Your answer should consist of the complete listing, repeated verbatim.

....

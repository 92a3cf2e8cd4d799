//! Form session handlers: open, inspect, discard, and edit coach details.

use axum::extract::rejection::{JsonRejection, PathRejection};
use axum::extract::{Path, State};
use axum::http::StatusCode;
use axum::response::IntoResponse;
use axum::routing::{get, patch, post};
use axum::{Json, Router};

use crate::api::dto::{CreateSessionResponse, SessionResponse};
use crate::app_state::AppState;
use crate::domain::{PersonalInfoPatch, SessionId};
use crate::error::{ErrorResponse, SurveyError};

/// `POST /sessions` — Open a new form session.
///
/// # Errors
///
/// Returns [`SurveyError::Internal`] if the new session vanished before it
/// could be read back.
#[utoipa::path(
    post,
    path = "/api/v1/sessions",
    tag = "Sessions",
    summary = "Open a form session",
    description = "Creates a session holding the form values with their defaults: the first event of each block, today's date, role Principal, zero counts and empty athlete lists.",
    responses(
        (status = 201, description = "Session opened", body = CreateSessionResponse),
    )
)]
pub async fn create_session(
    State(state): State<AppState>,
) -> Result<impl IntoResponse, SurveyError> {
    let session_id = state.survey_service.create_session().await;
    let session = state
        .survey_service
        .session(session_id)
        .await
        .map_err(|err| SurveyError::Internal(err.to_string()))?;

    let response = CreateSessionResponse {
        session_id,
        session: SessionResponse::from(&session),
    };
    Ok((StatusCode::CREATED, Json(response)))
}

/// `GET /sessions/:id` — Current values of a session.
///
/// # Errors
///
/// Returns [`SurveyError::SessionNotFound`] if the session is not open.
#[utoipa::path(
    get,
    path = "/api/v1/sessions/{id}",
    tag = "Sessions",
    summary = "Get session state",
    description = "Returns the coach details and every block's values and athlete list.",
    params(
        ("id" = uuid::Uuid, Path, description = "Session UUID"),
    ),
    responses(
        (status = 200, description = "Session state", body = SessionResponse),
        (status = 404, description = "Session not found", body = ErrorResponse),
    )
)]
pub async fn get_session(
    State(state): State<AppState>,
    path: Result<Path<uuid::Uuid>, PathRejection>,
) -> Result<impl IntoResponse, SurveyError> {
    let Path(id) = path?;
    let session = state
        .survey_service
        .session(SessionId::from_uuid(id))
        .await?;
    Ok(Json(SessionResponse::from(&session)))
}

/// `DELETE /sessions/:id` — Discard a session.
///
/// # Errors
///
/// Returns [`SurveyError::SessionNotFound`] if the session is not open.
#[utoipa::path(
    delete,
    path = "/api/v1/sessions/{id}",
    tag = "Sessions",
    summary = "Discard a session",
    description = "Drops the session and everything entered into it. Nothing is written to the spreadsheet.",
    params(
        ("id" = uuid::Uuid, Path, description = "Session UUID"),
    ),
    responses(
        (status = 204, description = "Session discarded"),
        (status = 404, description = "Session not found", body = ErrorResponse),
    )
)]
pub async fn delete_session(
    State(state): State<AppState>,
    path: Result<Path<uuid::Uuid>, PathRejection>,
) -> Result<impl IntoResponse, SurveyError> {
    let Path(id) = path?;
    state
        .survey_service
        .close_session(SessionId::from_uuid(id))
        .await?;
    Ok(StatusCode::NO_CONTENT)
}

/// `PATCH /sessions/:id/personal` — Update the coach details.
///
/// # Errors
///
/// Returns [`SurveyError::SessionNotFound`] if the session is not open, or
/// [`SurveyError::InvalidRequest`] on a malformed body.
#[utoipa::path(
    patch,
    path = "/api/v1/sessions/{id}/personal",
    tag = "Sessions",
    summary = "Update coach details",
    description = "Sets any of coach name, league and identity document. Omitted fields keep their value. The details are shared by every block of the session.",
    params(
        ("id" = uuid::Uuid, Path, description = "Session UUID"),
    ),
    request_body = PersonalInfoPatch,
    responses(
        (status = 200, description = "Updated session state", body = SessionResponse),
        (status = 400, description = "Malformed body", body = ErrorResponse),
        (status = 404, description = "Session not found", body = ErrorResponse),
    )
)]
pub async fn update_personal(
    State(state): State<AppState>,
    path: Result<Path<uuid::Uuid>, PathRejection>,
    body: Result<Json<PersonalInfoPatch>, JsonRejection>,
) -> Result<impl IntoResponse, SurveyError> {
    let Path(id) = path?;
    let Json(patch) = body?;
    let session = state
        .survey_service
        .update_personal(SessionId::from_uuid(id), patch)
        .await?;
    Ok(Json(SessionResponse::from(&session)))
}

/// Session routes.
pub fn routes() -> Router<AppState> {
    Router::new()
        .route("/sessions", post(create_session))
        .route("/sessions/{id}", get(get_session).delete(delete_session))
        .route("/sessions/{id}/personal", patch(update_personal))
}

....

§ Solution for this exercise:
repository 92a3cf2e8cd4d799
//! Form session handlers: open, inspect, discard, and edit coach details.

use axum::extract::rejection::{JsonRejection, PathRejection};
use axum::extract::{Path, State};
use axum::http::StatusCode;
use axum::response::IntoResponse;
use axum::routing::{get, patch, post};
use axum::{Json, Router};

use crate::api::dto::{CreateSessionResponse, SessionResponse};
use crate::app_state::AppState;
use crate::domain::{PersonalInfoPatch, SessionId};
use crate::error::{ErrorResponse, SurveyError};

/// `POST /sessions` — Open a new form session.
///
/// # Errors
///
/// Returns [`SurveyError::Internal`] if the new session vanished before it
/// could be read back.
#[utoipa::path(
    post,
    path = "/api/v1/sessions",
    tag = "Sessions",
    summary = "Open a form session",
    description = "Creates a session holding the form values with their defaults: the first event of each block, today's date, role Principal, zero counts and empty athlete lists.",
    responses(
        (status = 201, description = "Session opened", body = CreateSessionResponse),
    )
)]
pub async fn create_session(
    State(state): State<AppState>,
) -> Result<impl IntoResponse, SurveyError> {
    let session_id = state.survey_service.create_session().await;
    let session = state
        .survey_service
        .session(session_id)
        .await
        .map_err(|err| SurveyError::Internal(err.to_string()))?;

    let response = CreateSessionResponse {
        session_id,
        session: SessionResponse::from(&session),
    };
    Ok((StatusCode::CREATED, Json(response)))
}

/// `GET /sessions/:id` — Current values of a session.
///
/// # Errors
///
/// Returns [`SurveyError::SessionNotFound`] if the session is not open.
#[utoipa::path(
    get,
    path = "/api/v1/sessions/{id}",
    tag = "Sessions",
    summary = "Get session state",
    description = "Returns the coach details and every block's values and athlete list.",
    params(
        ("id" = uuid::Uuid, Path, description = "Session UUID"),
    ),
    responses(
        (status = 200, description = "Session state", body = SessionResponse),
        (status = 404, description = "Session not found", body = ErrorResponse),
    )
)]
pub async fn get_session(
    State(state): State<AppState>,
    path: Result<Path<uuid::Uuid>, PathRejection>,
) -> Result<impl IntoResponse, SurveyError> {
    let Path(id) = path?;
    let session = state
        .survey_service
        .session(SessionId::from_uuid(id))
        .await?;
    Ok(Json(SessionResponse::from(&session)))
}

/// `DELETE /sessions/:id` — Discard a session.
///
/// # Errors
///
/// Returns [`SurveyError::SessionNotFound`] if the session is not open.
#[utoipa::path(
    delete,
    path = "/api/v1/sessions/{id}",
    tag = "Sessions",
    summary = "Discard a session",
    description = "Drops the session and everything entered into it. Nothing is written to the spreadsheet.",
    params(
        ("id" = uuid::Uuid, Path, description = "Session UUID"),
    ),
    responses(
        (status = 204, description = "Session discarded"),
        (status = 404, description = "Session not found", body = ErrorResponse),
    )
)]
pub async fn delete_session(
    State(state): State<AppState>,
    path: Result<Path<uuid::Uuid>, PathRejection>,
) -> Result<impl IntoResponse, SurveyError> {
    let Path(id) = path?;
    state
        .survey_service
        .close_session(SessionId::from_uuid(id))
        .await?;
    Ok(StatusCode::NO_CONTENT)
}

/// `PATCH /sessions/:id/personal` — Update the coach details.
///
/// # Errors
///
/// Returns [`SurveyError::SessionNotFound`] if the session is not open, or
/// [`SurveyError::InvalidRequest`] on a malformed body.
#[utoipa::path(
    patch,
    path = "/api/v1/sessions/{id}/personal",
    tag = "Sessions",
    summary = "Update coach details",
    description = "Sets any of coach name, league and identity document. Omitted fields keep their value. The details are shared by every block of the session.",
    params(
        ("id" = uuid::Uuid, Path, description = "Session UUID"),
    ),
    request_body = PersonalInfoPatch,
    responses(
        (status = 200, description = "Updated session state", body = SessionResponse),
        (status = 400, description = "Malformed body", body = ErrorResponse),
        (status = 404, description = "Session not found", body = ErrorResponse),
    )
)]
pub async fn update_personal(
    State(state): State<AppState>,
    path: Result<Path<uuid::Uuid>, PathRejection>,
    body: Result<Json<PersonalInfoPatch>, JsonRejection>,
) -> Result<impl IntoResponse, SurveyError> {
    let Path(id) = path?;
    let Json(patch) = body?;
    let session = state
        .survey_service
        .update_personal(SessionId::from_uuid(id), patch)
        .await?;
    Ok(Json(SessionResponse::from(&session)))
}

/// Session routes.
pub fn routes() -> Router<AppState> {
    Router::new()
        .route("/sessions", post(create_session))
        .route("/sessions/{id}", get(get_session).delete(delete_session))
        .route("/sessions/{id}/personal", patch(update_personal))
}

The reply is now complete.